What's needed is a full, exact retyping of the records.

*** Study material ***

//! Errors raised while loading a chat configuration

use std::fmt;
use thiserror::Error;

/// File format of a configuration document
#[derive(Debug, Clone, Copy, PartialEq, Eq)]
pub enum ConfigFormat {
    Yaml,
    Json,
}

impl fmt::Display for ConfigFormat {
    fn fmt(&self, f: &mut fmt::Formatter<'_>) -> fmt::Result {
        f.write_str(match self {
            ConfigFormat::Yaml => "YAML",
            ConfigFormat::Json => "JSON",
        })
    }
}

/// Why a configuration could not be loaded
#[derive(Debug, Error)]
pub enum ConfigError {
    #[error("Cannot read config '{path}': {source}")]
    Io {
        path: String,
        #[source]
        source: std::io::Error,
    },

    #[error("Invalid {format} in '{path}' at {}:{}: {message}",
            .line.unwrap_or(0), .column.unwrap_or(0))]
    Parse {
        path: String,
        format: ConfigFormat,
        line: Option<usize>,
        column: Option<usize>,
        message: String,
    },

    #[error(transparent)]
    Validation(#[from] ValidationError),

    #[error("Environment variable '{var}' referenced by the config is not set")]
    MissingEnvVar { var: String },
}

/// A rejected configuration value and where it sits
#[derive(Debug, Error)]
pub struct ValidationError {
    /// Dotted path to the field, e.g. `backend.endpoint`
    pub field_path: String,
    pub kind: ValidationErrorKind,
}

impl fmt::Display for ValidationError {
    fn fmt(&self, f: &mut fmt::Formatter<'_>) -> fmt::Result {
        write!(f, "Invalid config at '{}': {}", self.field_path, self.kind)
    }
}

#[derive(Debug, Error)]
pub enum ValidationErrorKind {
    #[error("value is required")]
    Required,

    #[error("out of range, {message}")]
    OutOfRange { message: String },

    #[error("not a usable endpoint, {message}")]
    InvalidUrl { message: String },

    #[error("schema version {actual} is not supported (expected {expected})")]
    UnsupportedVersion { expected: String, actual: String },

    #[error("placeholder '{placeholder}' was never interpolated")]
    UnresolvedPlaceholder { placeholder: String },
}

impl ValidationError {
    pub fn new(field_path: impl Into<String>, kind: ValidationErrorKind) -> Self {
        Self {
            field_path: field_path.into(),
            kind,
        }
    }

    pub fn required(field_path: impl Into<String>) -> Self {
        Self::new(field_path, ValidationErrorKind::Required)
    }

    pub fn out_of_range(field_path: impl Into<String>, message: impl Into<String>) -> Self {
        Self::new(
            field_path,
            ValidationErrorKind::OutOfRange {
                message: message.into(),
            },
        )
    }

    pub fn invalid_url(field_path: impl Into<String>, message: impl Into<String>) -> Self {
        Self::new(
            field_path,
            ValidationErrorKind::InvalidUrl {
                message: message.into(),
            },
        )
    }

    pub fn unresolved_placeholder(
        field_path: impl Into<String>,
        placeholder: impl Into<String>,
    ) -> Self {
        Self::new(
            field_path,
            ValidationErrorKind::UnresolvedPlaceholder {
                placeholder: placeholder.into(),
            },
        )
    }
}

pub type ConfigResult<T> = Result<T, ConfigError>;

*** End of Study material ***

_Output of the task_:
//! Errors raised while loading a chat configuration

use std::fmt;
use thiserror::Error;

/// File format of a configuration document
#[derive(Debug, Clone, Copy, PartialEq, Eq)]
pub enum ConfigFormat {
    Yaml,
    Json,
}

impl fmt::Display for ConfigFormat {
    fn fmt(&self, f: &mut fmt::Formatter<'_>) -> fmt::Result {
        f.write_str(match self {
            ConfigFormat::Yaml => "YAML",
            ConfigFormat::Json => "JSON",
        })
    }
}

/// Why a configuration could not be loaded
#[derive(Debug, Error)]
pub enum ConfigError {
    #[error("Cannot read config '{path}': {source}")]
    Io {
        path: String,
        #[source]
        source: std::io::Error,
    },

    #[error("Invalid {format} in '{path}' at {}:{}: {message}",
            .line.unwrap_or(0), .column.unwrap_or(0))]
    Parse {
        path: String,
        format: ConfigFormat,
        line: Option<usize>,
        column: Option<usize>,
        message: String,
    },

    #[error(transparent)]
    Validation(#[from] ValidationError),

    #[error("Environment variable '{var}' referenced by the config is not set")]
    MissingEnvVar { var: String },
}

/// A rejected configuration value and where it sits
#[derive(Debug, Error)]
pub struct ValidationError {
    /// Dotted path to the field, e.g. `backend.endpoint`
    pub field_path: String,
    pub kind: ValidationErrorKind,
}

impl fmt::Display for ValidationError {
    fn fmt(&self, f: &mut fmt::Formatter<'_>) -> fmt::Result {
        write!(f, "Invalid config at '{}': {}", self.field_path, self.kind)
    }
}

#[derive(Debug, Error)]
pub enum ValidationErrorKind {
    #[error("value is required")]
    Required,

    #[error("out of range, {message}")]
    OutOfRange { message: String },

    #[error("not a usable endpoint, {message}")]
    InvalidUrl { message: String },

    #[error("schema version {actual} is not supported (expected {expected})")]
    UnsupportedVersion { expected: String, actual: String },

    #[error("placeholder '{placeholder}' was never interpolated")]
    UnresolvedPlaceholder { placeholder: String },
}

impl ValidationError {
    pub fn new(field_path: impl Into<String>, kind: ValidationErrorKind) -> Self {
        Self {
            field_path: field_path.into(),
            kind,
        }
    }

    pub fn required(field_path: impl Into<String>) -> Self {
        Self::new(field_path, ValidationErrorKind::Required)
    }

    pub fn out_of_range(field_path: impl Into<String>, message: impl Into<String>) -> Self {
        Self::new(
            field_path,
            ValidationErrorKind::OutOfRange {
                message: message.into(),
            },
        )
    }

    pub fn invalid_url(field_path: impl Into<String>, message: impl Into<String>) -> Self {
        Self::new(
            field_path,
            ValidationErrorKind::InvalidUrl {
                message: message.into(),
            },
        )
    }

    pub fn unresolved_placeholder(
        field_path: impl Into<String>,
        placeholder: impl Into<String>,
    ) -> Self {
        Self::new(
            field_path,
            ValidationErrorKind::UnresolvedPlaceholder {
                placeholder: placeholder.into(),
            },
        )
    }
}

pub type ConfigResult<T> = Result<T, ConfigError>;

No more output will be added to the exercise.